# Websites



## shachr6 (Mar 5, 2007)

Ok I already put this in one topic but nobody replied so since its for a wedding site and you guys probably have one ill ask in here. What is a good place to get a domain from? any ones you might reccomend?


----------



## LeeLeeMelis (Mar 5, 2007)

I use TLC and enjoy their service.

http://www.tlcwe.com/


----------



## Bev_K (Mar 9, 2007)

I use IX Webhosting and have been very happy with them.

Bev


----------



## nkmaurer (Mar 19, 2007)

I also have the same question.
I am currently working on starting a business and I am wanting to stay away from printing proofs. These are a few questions I have and characteristics I am looking for when searching for a website:

1- realistic pricing, I would really like to be able to update it on my own but not sure how companies work

2- password for customers to view images.....

3-copyright issues....how do you get it where users can't right click and hit save as? does this cost more?

What are important issues that I need to look into when trying to start my website? 

Thanks,
Noelle


----------



## mr e (Mar 19, 2007)

shachr6 said:


> Ok I already put this in one topic but nobody replied so since its for a wedding site and you guys probably have one ill ask in here. What is a good place to get a domain from? any ones you might reccomend?



There's a difference between registering a domain name, and getting hosting.

I'm not sure which you need, since it sounds like registering a domain name, but two other posters listed hosting companies, which you can still usually register domain names from, but as a general rule, I would never register a domain name and get hosting from the same company, just heard too many bad stories come out of that.

If you're looking to register a domain name, the two most popular are probably www.godaddy.com, and www.namecheap.com, and either one is probably just fine.

If you're looking for hosting, then there's a whole range of different hosts, but I won't get into that unless that's actually what you mean.



nkmaurer said:


> I also have the same question.
> I am currently working on starting a business and I am wanting to stay away from printing proofs. These are a few questions I have and characteristics I am looking for when searching for a website:
> 
> 1- realistic pricing, I would really like to be able to update it on my own but not sure how companies work
> ...



I'm assuming you mean hosting, if not let me know.

1) Almost (if not all) hosting companies will give you space for your site and let you do whatever you want with it, so yes you could update it whenever you wanted, but then I'm not exactly sure what you're saying you want.

2) Passwords for customers to view their images would be part of the website you (or someone else, you hired for example) built.

3) Making it so users can't right click and hit save as is just some code inserted into your website, so yes it's free.

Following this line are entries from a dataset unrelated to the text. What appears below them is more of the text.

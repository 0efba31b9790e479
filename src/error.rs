//! Unified error type hierarchy for the BORE dashboard
//!
//! Provides structured error handling with ConfigError, RenderError,
//! WorkloadError, TransportError, and the umbrella AppError.

use std::io;
use thiserror::Error;

/// Configuration file parsing and validation errors.
#[derive(Error, Debug)]
pub enum ConfigError {
    #[error("Configuration file not found: {0}")]
    FileNotFound(String),

    #[error("Invalid JSON in config: {0}")]
    InvalidJson(#[from] serde_json::Error),

    #[error("Configuration validation failed: {0}")]
    ValidationFailed(String),

    #[error("IO error during config operations: {0}")]
    IoError(#[from] io::Error),
}

/// Renderer construction errors.
///
/// A missing drawing surface is a construction-time failure; frames
/// themselves never fail.
#[derive(Error, Debug, Clone, PartialEq, Eq)]
pub enum RenderError {
    #[error("Invalid drawing surface: {width}x{height}")]
    InvalidSurface { width: usize, height: usize },
}

/// Workload session lifecycle errors.
#[derive(Error, Debug)]
pub enum WorkloadError {
    #[error("Failed to launch workload '{program}': {reason}")]
    LaunchFailed { program: String, reason: String },

    #[error("Failed to stop workload: {0}")]
    StopFailed(String),
}

/// Client-side transport errors for the status and command channels.
#[derive(Error, Debug)]
pub enum TransportError {
    #[error("HTTP request failed: {0}")]
    Http(#[from] reqwest::Error),

    #[error("Backend returned status {0}")]
    BadStatus(u16),

    #[error("Backend rejected command: {0}")]
    Rejected(String),
}

/// Global error type for all dashboard modules
#[derive(Error, Debug)]
pub enum AppError {
    #[error(transparent)]
    Config(#[from] ConfigError),

    #[error(transparent)]
    Render(#[from] RenderError),

    #[error(transparent)]
    Workload(#[from] WorkloadError),

    #[error(transparent)]
    Transport(#[from] TransportError),

    /// File I/O error (read/write/delete)
    #[error("I/O error: {0}")]
    Io(#[from] io::Error),
}

impl AppError {
    /// Get a user-facing error message suitable for UI display
    pub fn user_message(&self) -> String {
        match self {
            AppError::Config(e) => format!("Settings error: {}", e),
            AppError::Render(e) => format!("Cannot start renderer: {}", e),
            AppError::Workload(e) => format!("Workload error: {}", e),
            AppError::Transport(_) => "Backend offline".to_string(),
            AppError::Io(e) => format!("File operation failed: {}", e),
        }
    }
}

/// Top-level result type for operations that may fail.
pub type Result<T> = std::result::Result<T, AppError>;
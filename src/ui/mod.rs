//! UI Module - egui visualizer
//!
//! - `app`: the eframe::App that owns the frame loop and controls
//! - `widgets`: painter-based badges, bars and overlays

pub mod app;
pub mod widgets;

use eframe::egui;

use crate::render::FrameSignal;

pub use app::{DashboardApp, DashboardChannels};

/// egui presents as fast as the host allows once a repaint is requested
impl FrameSignal for egui::Context {
    fn request_next_frame(&self) {
        self.request_repaint();
    }
}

Important issues? That's a very open ended question, but the most important issue for having a website in my opinion, would be to make sure you (and your audience) know what purpose your site serves. Why should they come to your site as opposed to others, etc.


----------



## Jim Gratiot (Mar 20, 2007)

> ...the most important issue for having a website in my opinion, would be to make sure you (and your audience) know what purpose your site serves. Why should they come to your site as opposed to others, etc.


Bingo.  If your Web site doesn't specifically target the people who are visiting it, it's a waste of time and money.  Say you sell wedding photos: better to have 100 prospective brides visit your site than 1,000,000 fanatical quiltmakers.

So figure out your target audience... then design your site to appeal specfically to them.

As far as how to do that... do a Google search for terms such as "portrait photography," "wedding photography," "landscape photography," etc... take a close look at the top 10 or 20 sites in each... a few days of this should give you a good feel for what makes a top-quality site.


----------



## darich (Mar 20, 2007)

nkmaurer said:


> 3-copyright issues....how do you get it where users can't right click and hit save as? does this cost more?



Probably not worth whatever they charge for this service. Anyone who's computer literate will simply do a screen dump.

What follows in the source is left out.